I learned this the hard way when I was going through a stressful period at work while maintaining my regular training schedule. I got sick three times in two months, my lifts went backward, and I felt constantly run down.
Your training volume needs to match your total life stress. During high stress periods, you might need to pull back a bit in the gym. That’s not weakness. That’s smart training.
Build in actual recovery practices. Take walks. Do breathing exercises. Get a massage. Have days where you do something easy and enjoyable instead of grinding through another hard workout.
You Need Regular Blood Work
This is something I wish I’d done years earlier. Getting comprehensive blood work can reveal issues you’d never know about otherwise. Thyroid problems, vitamin deficiencies, hormone imbalances, inflammation markers. All of these affect your performance and recovery.
I finally got full panels done and discovered my iron was low and my vitamin D was in the basement. Both of those directly impact energy and recovery. Fixing them made me feel like a different person.
Talk to your doctor about getting tested for the markers that matter for athletes.
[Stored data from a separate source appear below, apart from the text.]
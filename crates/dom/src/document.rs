//! The mutable document arena.
//!
//! Nodes are never freed: detaching a node only unlinks it from its parent,
//! so every [`NodeId`] handed out stays valid for the life of the document.
//! Passes rely on that when they snapshot query results before mutating.

use crate::error::DomError;
use crate::node::{
    Attribute, ElementData, ExpandedName, NodeData, NodeId, NodeKind, SourceLocation,
};
use std::sync::OnceLock;

#[derive(Debug, Clone)]
pub struct Document {
    nodes: Vec<NodeData>,
    origin: Option<String>,
    /// Document-order rank of every node, built on first use and dropped by
    /// any mutable access to a node.
    order: OnceLock<Vec<usize>>,
}

impl Default for Document {
    fn default() -> Self {
        Self::new()
    }
}

impl Document {
    /// Creates a document holding only its root node.
    pub fn new() -> Self {
        Self {
            nodes: vec![NodeData::new(NodeKind::Root)],
            origin: None,
            order: OnceLock::new(),
        }
    }

    pub fn root(&self) -> NodeId {
        NodeId(0)
    }

    /// The name the document was loaded from, if any.
    pub fn origin(&self) -> Option<&str> {
        self.origin.as_deref()
    }

    pub fn set_origin(&mut self, origin: Option<String>) {
        self.origin = origin;
    }

    /// The first element child of the root.
    pub fn document_element(&self) -> Option<NodeId> {
        self.element_children(self.root()).next()
    }

    fn data(&self, id: NodeId) -> &NodeData {
        &self.nodes[id.0]
    }

    fn data_mut(&mut self, id: NodeId) -> &mut NodeData {
        self.order.take();
        &mut self.nodes[id.0]
    }

    fn push(&mut self, data: NodeData) -> NodeId {
        self.order.take();
        let id = NodeId(self.nodes.len());
        self.nodes.push(data);
        id
    }

    // --- Inspection ---

    pub fn kind(&self, id: NodeId) -> &NodeKind {
        &self.data(id).kind
    }

    pub fn element(&self, id: NodeId) -> Option<&ElementData> {
        match &self.data(id).kind {
            NodeKind::Element(data) => Some(data),
            _ => None,
        }
    }

    fn element_mut(&mut self, id: NodeId) -> Result<&mut ElementData, DomError> {
        match &mut self.data_mut(id).kind {
            NodeKind::Element(data) => Ok(data),
            other => Err(DomError::Structure(format!(
                "expected an element, found {:?}",
                other
            ))),
        }
    }

    pub fn name(&self, id: NodeId) -> Option<&ExpandedName> {
        self.element(id).map(|e| &e.name)
    }

    pub fn is_element(&self, id: NodeId) -> bool {
        self.element(id).is_some()
    }

    /// Whether `id` is an element with the given namespace and local name.
    pub fn is_named(&self, id: NodeId, namespace: Option<&str>, local: &str) -> bool {
        self.name(id).is_some_and(|n| n.matches(namespace, local))
    }

    pub fn parent(&self, id: NodeId) -> Option<NodeId> {
        self.data(id).parent
    }

    pub fn children(&self, id: NodeId) -> &[NodeId] {
        &self.data(id).children
    }

    pub fn element_children(&self, id: NodeId) -> impl Iterator<Item = NodeId> + '_ {
        self.children(id)
            .iter()
            .copied()
            .filter(move |&c| self.is_element(c))
    }

    /// Position of `id` among its parent's children.
    pub fn child_index(&self, id: NodeId) -> Option<usize> {
        let parent = self.parent(id)?;
        self.children(parent).iter().position(|&c| c == id)
    }

    /// The topmost ancestor of `id`: the root for attached nodes, the top of
    /// the detached subtree otherwise.
    pub fn top(&self, id: NodeId) -> NodeId {
        let mut current = id;
        while let Some(parent) = self.parent(current) {
            current = parent;
        }
        current
    }

    /// Rank of `id` in document order. The tree under the root comes first,
    /// then each detached subtree in the order its top node was created.
    pub fn position(&self, id: NodeId) -> usize {
        self.order.get_or_init(|| self.rank_nodes())[id.0]
    }

    fn rank_nodes(&self) -> Vec<usize> {
        let mut ranks = vec![0; self.nodes.len()];
        let mut next = 0;
        let tops = (0..self.nodes.len())
            .map(NodeId)
            .filter(|&id| self.parent(id).is_none());
        for top in tops {
            for node in self.descendants_or_self(top) {
                ranks[node.0] = next;
                next += 1;
            }
        }
        ranks
    }

    pub fn location(&self, id: NodeId) -> Option<&SourceLocation> {
        self.data(id).location.as_ref()
    }

    pub fn set_location(&mut self, id: NodeId, location: Option<SourceLocation>) {
        self.data_mut(id).location = location;
    }

    /// Text content for text nodes, the concatenated descendant text for
    /// elements and the root.
    pub fn string_value(&self, id: NodeId) -> String {
        match &self.data(id).kind {
            NodeKind::Text(text) | NodeKind::Comment(text) => text.clone(),
            NodeKind::ProcessingInstruction { value, .. } => value.clone().unwrap_or_default(),
            NodeKind::Root | NodeKind::Element(_) => {
                let mut out = String::new();
                for node in self.descendants_or_self(id) {
                    if let NodeKind::Text(text) = &self.data(node).kind {
                        out.push_str(text);
                    }
                }
                out
            }
        }
    }

    /// `id` followed by all its descendants in document order.
    pub fn descendants_or_self(&self, id: NodeId) -> Vec<NodeId> {
        let mut out = Vec::new();
        let mut stack = vec![id];
        while let Some(current) = stack.pop() {
            out.push(current);
            stack.extend(self.children(current).iter().rev().copied());
        }
        out
    }

    /// Concatenated text nodes that precede the first non-text child.
    pub fn leading_text(&self, id: NodeId) -> String {
        let mut out = String::new();
        for &child in self.children(id) {
            match &self.data(child).kind {
                NodeKind::Text(text) => out.push_str(text),
                _ => break,
            }
        }
        out
    }

    /// The text nodes that directly follow `id` among its siblings.
    pub fn tail(&self, id: NodeId) -> Vec<NodeId> {
        let Some(parent) = self.parent(id) else {
            return Vec::new();
        };
        let Some(index) = self.child_index(id) else {
            return Vec::new();
        };
        self.children(parent)[index + 1..]
            .iter()
            .copied()
            .take_while(|&c| matches!(self.data(c).kind, NodeKind::Text(_)))
            .collect()
    }

    // --- Attributes ---

    pub fn attributes(&self, id: NodeId) -> &[Attribute] {
        match &self.data(id).kind {
            NodeKind::Element(data) => &data.attributes,
            _ => &[],
        }
    }

    pub fn attribute(&self, id: NodeId, namespace: Option<&str>, local: &str) -> Option<&str> {
        self.element(id)
            .and_then(|data| data.attribute(namespace, local))
    }

    /// Sets an attribute, replacing the value of an existing one with the same
    /// namespace and local name.
    pub fn set_attribute(
        &mut self,
        id: NodeId,
        name: ExpandedName,
        value: impl Into<String>,
    ) -> Result<(), DomError> {
        let value = value.into();
        let data = self.element_mut(id)?;
        match data
            .attributes
            .iter_mut()
            .find(|a| a.name.key() == name.key())
        {
            Some(existing) => existing.value = value,
            None => data.attributes.push(Attribute { name, value }),
        }
        Ok(())
    }

    pub fn remove_attribute(
        &mut self,
        id: NodeId,
        namespace: Option<&str>,
        local: &str,
    ) -> Option<Attribute> {
        let data = self.element_mut(id).ok()?;
        let index = data
            .attributes
            .iter()
            .position(|a| a.name.matches(namespace, local))?;
        Some(data.attributes.remove(index))
    }

    pub fn remove_attribute_at(&mut self, id: NodeId, index: usize) -> Option<Attribute> {
        let data = self.element_mut(id).ok()?;
        (index < data.attributes.len()).then(|| data.attributes.remove(index))
    }

    /// Appends a whitespace-separated token to the `class` attribute.
    pub fn add_class(&mut self, id: NodeId, token: &str) -> Result<(), DomError> {
        let class = match self.attribute(id, None, "class") {
            Some(existing) if !existing.is_empty() => format!("{} {}", existing, token),
            _ => token.to_string(),
        };
        self.set_attribute(id, ExpandedName::local("class"), class)
    }

    // --- Construction ---

    pub fn create_element(&mut self, name: ExpandedName) -> NodeId {
        self.push(NodeData::new(NodeKind::Element(ElementData::new(name))))
    }

    pub fn create_text(&mut self, text: impl Into<String>) -> NodeId {
        self.push(NodeData::new(NodeKind::Text(text.into())))
    }

    pub fn create_comment(&mut self, text: impl Into<String>) -> NodeId {
        self.push(NodeData::new(NodeKind::Comment(text.into())))
    }

    pub fn create_processing_instruction(&mut self, target: &str, value: Option<&str>) -> NodeId {
        self.push(NodeData::new(NodeKind::ProcessingInstruction {
            target: target.to_string(),
            value: value.map(str::to_string),
        }))
    }

    pub(crate) fn create_element_data(&mut self, data: ElementData) -> NodeId {
        self.push(NodeData::new(NodeKind::Element(data)))
    }

    // --- Mutation ---

    /// Unlinks `id` from its parent. The node and its subtree stay usable.
    pub fn detach(&mut self, id: NodeId) {
        if let Some(parent) = self.data_mut(id).parent.take() {
            self.data_mut(parent).children.retain(|&c| c != id);
        }
    }

    fn check_insert(&self, parent: NodeId, child: NodeId) -> Result<(), DomError> {
        if !matches!(
            self.data(parent).kind,
            NodeKind::Root | NodeKind::Element(_)
        ) {
            return Err(DomError::Structure(format!(
                "node {:?} cannot have children",
                parent
            )));
        }
        if matches!(self.data(child).kind, NodeKind::Root) {
            return Err(DomError::Structure(
                "the root node cannot be inserted".to_string(),
            ));
        }
        let mut current = Some(parent);
        while let Some(node) = current {
            if node == child {
                return Err(DomError::Structure(format!(
                    "node {:?} cannot be inserted into its own subtree",
                    child
                )));
            }
            current = self.parent(node);
        }
        Ok(())
    }

    /// Moves `child` to the end of `parent`'s children.
    pub fn append_child(&mut self, parent: NodeId, child: NodeId) -> Result<(), DomError> {
        self.check_insert(parent, child)?;
        self.detach(child);
        self.data_mut(parent).children.push(child);
        self.data_mut(child).parent = Some(parent);
        Ok(())
    }

    /// Moves `child` to position `index` of `parent`'s children, clamped to the end.
    pub fn insert_child(
        &mut self,
        parent: NodeId,
        index: usize,
        child: NodeId,
    ) -> Result<(), DomError> {
        self.check_insert(parent, child)?;
        self.detach(child);
        let children = &mut self.data_mut(parent).children;
        let index = index.min(children.len());
        children.insert(index, child);
        self.data_mut(child).parent = Some(parent);
        Ok(())
    }

    /// Appends text, merging it into a trailing text node when there is one.
    pub fn append_text(&mut self, parent: NodeId, text: &str) -> Result<(), DomError> {
        if let Some(&last) = self.children(parent).last()
            && let NodeKind::Text(existing) = &mut self.data_mut(last).kind
        {
            existing.push_str(text);
            return Ok(());
        }
        let node = self.create_text(text);
        self.append_child(parent, node)
    }

    /// Puts `new` where `old` is and detaches `old`.
    pub fn replace(&mut self, old: NodeId, new: NodeId) -> Result<(), DomError> {
        let parent = self
            .parent(old)
            .ok_or_else(|| DomError::Structure(format!("node {:?} has no parent", old)))?;
        self.check_insert(parent, new)?;
        self.detach(new);
        let index = self
            .child_index(old)
            .ok_or_else(|| DomError::Structure(format!("node {:?} is not linked", old)))?;
        self.data_mut(parent).children[index] = new;
        self.data_mut(new).parent = Some(parent);
        self.data_mut(old).parent = None;
        Ok(())
    }

    /// Detaches every child of `id` and returns them in order.
    pub fn remove_children(&mut self, id: NodeId) -> Vec<NodeId> {
        let children = std::mem::take(&mut self.data_mut(id).children);
        for &child in &children {
            self.data_mut(child).parent = None;
        }
        children
    }

    /// Replaces the text before the first non-text child. Empty text removes it.
    pub fn set_leading_text(&mut self, id: NodeId, text: &str) -> Result<(), DomError> {
        let leading: Vec<NodeId> = self
            .children(id)
            .iter()
            .copied()
            .take_while(|&c| matches!(self.data(c).kind, NodeKind::Text(_)))
            .collect();
        for node in leading {
            self.detach(node);
        }
        if !text.is_empty() {
            let node = self.create_text(text);
            self.insert_child(id, 0, node)?;
        }
        Ok(())
    }

    /// Copies the subtree under `id` into new, detached nodes.
    /// Source locations are copied along so diagnostics still point at the original.
    pub fn deep_copy(&mut self, id: NodeId) -> NodeId {
        let source = self.data(id);
        let mut data = NodeData::new(source.kind.clone());
        data.location = source.location.clone();
        let children = source.children.clone();
        let copy = self.push(data);
        for child in children {
            let child_copy = self.deep_copy(child);
            self.data_mut(child_copy).parent = Some(copy);
            self.data_mut(copy).children.push(child_copy);
        }
        copy
    }
}
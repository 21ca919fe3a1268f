//! Custom functions callable from queries as `f:name(node-set)`.
//!
//! Functions live in [`FUNC_NS`]. The [`FunctionRegistry`] implements the
//! XPath engine's [`ExtensionResolver`] hook, so every query evaluated by the
//! engine sees the same set of functions, and the external transform stage
//! can look them up by name.

use crate::error::TransformError;
use crate::namespaces::{AK_NS, FUNC_NS, FUNC_PREFIX};
use itertools::Itertools;
use regex::Regex;
use std::collections::BTreeMap;
use std::fmt;
use std::sync::{Arc, LazyLock};
use thiserror::Error;
use xtools_dom::{Document, NodeHandle, NodeRef};
use xtools_xpath1::{EvaluationContext, ExtensionResolver, XPathError, XPathValue};

/// Title tokens written after a person's name.
const SUFFIX_TITLES: [&str; 7] = ["PhD.", "CSc.", "DrSc.", "DiS.", "MBA", "LL.M", "dr. h. c."];

/// One title: the multi-word `dr. h. c.` or a run without whitespace and commas.
static TITLE_RE: LazyLock<Regex> = LazyLock::new(|| {
    Regex::new(r"dr\.\s+h\.\s+c\.|[^\s,]+").expect("BUG: invalid TITLE_RE regex literal")
});

#[derive(Error, Debug, Clone, PartialEq, Eq)]
#[error("{0}")]
pub struct FunctionError(pub String);

/// What a custom function can see besides its argument.
pub struct FunctionContext<'a> {
    pub document: &'a Document,
    /// The context node of the query that made the call.
    pub context_node: NodeRef<'a>,
}

type FunctionImpl =
    dyn for<'a> Fn(&FunctionContext<'a>, &[NodeRef<'a>]) -> Result<String, FunctionError>
        + Send
        + Sync;

/// A named function returning a string for a node-set argument.
#[derive(Clone)]
pub struct CustomFunction {
    name: String,
    func: Arc<FunctionImpl>,
}

impl CustomFunction {
    pub fn new<F>(name: impl Into<String>, func: F) -> Self
    where
        F: for<'a> Fn(&FunctionContext<'a>, &[NodeRef<'a>]) -> Result<String, FunctionError>
            + Send
            + Sync
            + 'static,
    {
        Self {
            name: name.into(),
            func: Arc::new(func),
        }
    }

    pub fn name(&self) -> &str {
        &self.name
    }

    pub fn call<'a>(
        &self,
        ctx: &FunctionContext<'a>,
        nodes: &[NodeRef<'a>],
    ) -> Result<String, FunctionError> {
        (self.func)(ctx, nodes)
    }
}

impl fmt::Debug for CustomFunction {
    fn fmt(&self, f: &mut fmt::Formatter<'_>) -> fmt::Result {
        f.debug_struct("CustomFunction")
            .field("name", &self.name)
            .finish_non_exhaustive()
    }
}

#[derive(Debug, Clone, Default)]
pub struct FunctionRegistry {
    functions: BTreeMap<String, CustomFunction>,
}

impl FunctionRegistry {
    /// Builds a registry, rejecting names registered twice.
    pub fn new(functions: Vec<CustomFunction>) -> Result<Self, TransformError> {
        let mut map = BTreeMap::new();
        for function in functions {
            let name = function.name.clone();
            if map.insert(name.clone(), function).is_some() {
                return Err(TransformError::DuplicateFunction(name));
            }
        }
        Ok(Self { functions: map })
    }

    pub fn get(&self, name: &str) -> Option<&CustomFunction> {
        self.functions.get(name)
    }

    pub fn is_empty(&self) -> bool {
        self.functions.is_empty()
    }

    /// The `(namespace, local name)` pairs under which the functions are callable.
    pub fn extension_names(&self) -> impl Iterator<Item = (&'static str, &str)> + '_ {
        self.functions.keys().map(|name| (FUNC_NS, name.as_str()))
    }
}

impl<'a> ExtensionResolver<'a, NodeRef<'a>> for FunctionRegistry {
    fn call(
        &self,
        namespace: &str,
        local_name: &str,
        args: Vec<XPathValue<NodeRef<'a>>>,
        e_ctx: &EvaluationContext<'a, '_, NodeRef<'a>>,
    ) -> Result<XPathValue<NodeRef<'a>>, XPathError> {
        let failure = |message: String| XPathError::FunctionError {
            function: format!("{}:{}", FUNC_PREFIX, local_name),
            message,
        };
        if namespace != FUNC_NS {
            return Err(XPathError::FunctionError {
                function: format!("{{{}}}{}", namespace, local_name),
                message: "Unknown extension function".to_string(),
            });
        }
        let function = self
            .get(local_name)
            .ok_or_else(|| failure("Unknown custom function".to_string()))?;

        let [argument]: [XPathValue<NodeRef<'a>>; 1] = args.try_into().map_err(
            |args: Vec<XPathValue<NodeRef<'a>>>| {
                failure(format!("Expected 1 argument, got {}", args.len()))
            },
        )?;
        let XPathValue::NodeSet(nodes) = argument else {
            return Err(failure("The argument must be a node-set".to_string()));
        };

        let ctx = FunctionContext {
            document: e_ctx.context_node.document(),
            context_node: e_ctx.context_node,
        };
        function
            .call(&ctx, &nodes)
            .map(XPathValue::String)
            .map_err(|e| failure(e.0))
    }
}

/// Formats a person's name with academic titles placed around it:
/// `prof. Jan Novák, PhD.`.
///
/// The argument must hold exactly one node with `ak:jméno` and `ak:tituly`
/// children. Titles are separated by whitespace or commas; `dr. h. c.` counts
/// as a single title.
pub fn aname(ctx: &FunctionContext<'_>, nodes: &[NodeRef<'_>]) -> Result<String, FunctionError> {
    let [person] = nodes else {
        return Err(FunctionError(format!(
            "aname expects exactly one person, got {}",
            nodes.len()
        )));
    };
    let doc = ctx.document;
    let child_text = |local: &str| match person.handle() {
        NodeHandle::Node(id) => doc
            .element_children(id)
            .find(|&child| doc.is_named(child, Some(AK_NS), local))
            .map(|child| doc.string_value(child))
            .unwrap_or_default(),
        NodeHandle::Attribute(..) => String::new(),
    };

    let name = child_text("jméno");
    let titles = child_text("tituly");
    let (suffixes, prefixes): (Vec<String>, Vec<String>) = TITLE_RE
        .find_iter(&titles)
        .map(|m| m.as_str().split_whitespace().join(" "))
        .partition(|t| SUFFIX_TITLES.contains(&t.as_str()));

    let mut out = String::new();
    if !prefixes.is_empty() {
        out.push_str(&prefixes.join(" "));
        out.push(' ');
    }
    out.push_str(&name);
    if !suffixes.is_empty() {
        out.push_str(", ");
        out.push_str(&suffixes.join(", "));
    }
    Ok(out)
}

/// The functions every transformer gets unless told otherwise.
pub fn builtin_functions() -> Vec<CustomFunction> {
    vec![CustomFunction::new("aname", aname)]
}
Testosterone, thyroid function, vitamin D, iron, B vitamins, and inflammation markers are all worth checking.
The Bottom Line on Health and Performance
You can’t out train a broken foundation. All the programming and coaching in the world won’t help if your sleep is garbage, your nutrition is off, or you have underlying health issues you’re ignoring.
Take an honest look at these areas. Not the version where you tell yourself everything is fine, but a real assessment. Track your metrics. Get tested. Address the gaps.
Your performance in the gym is a reflection of your overall health. When you take care of the stuff outside the gym, the stuff inside the gym takes care of itself. I promise you, fixing these unsexy foundational pieces will do more for your CrossFit performance than any new program or technique ever will.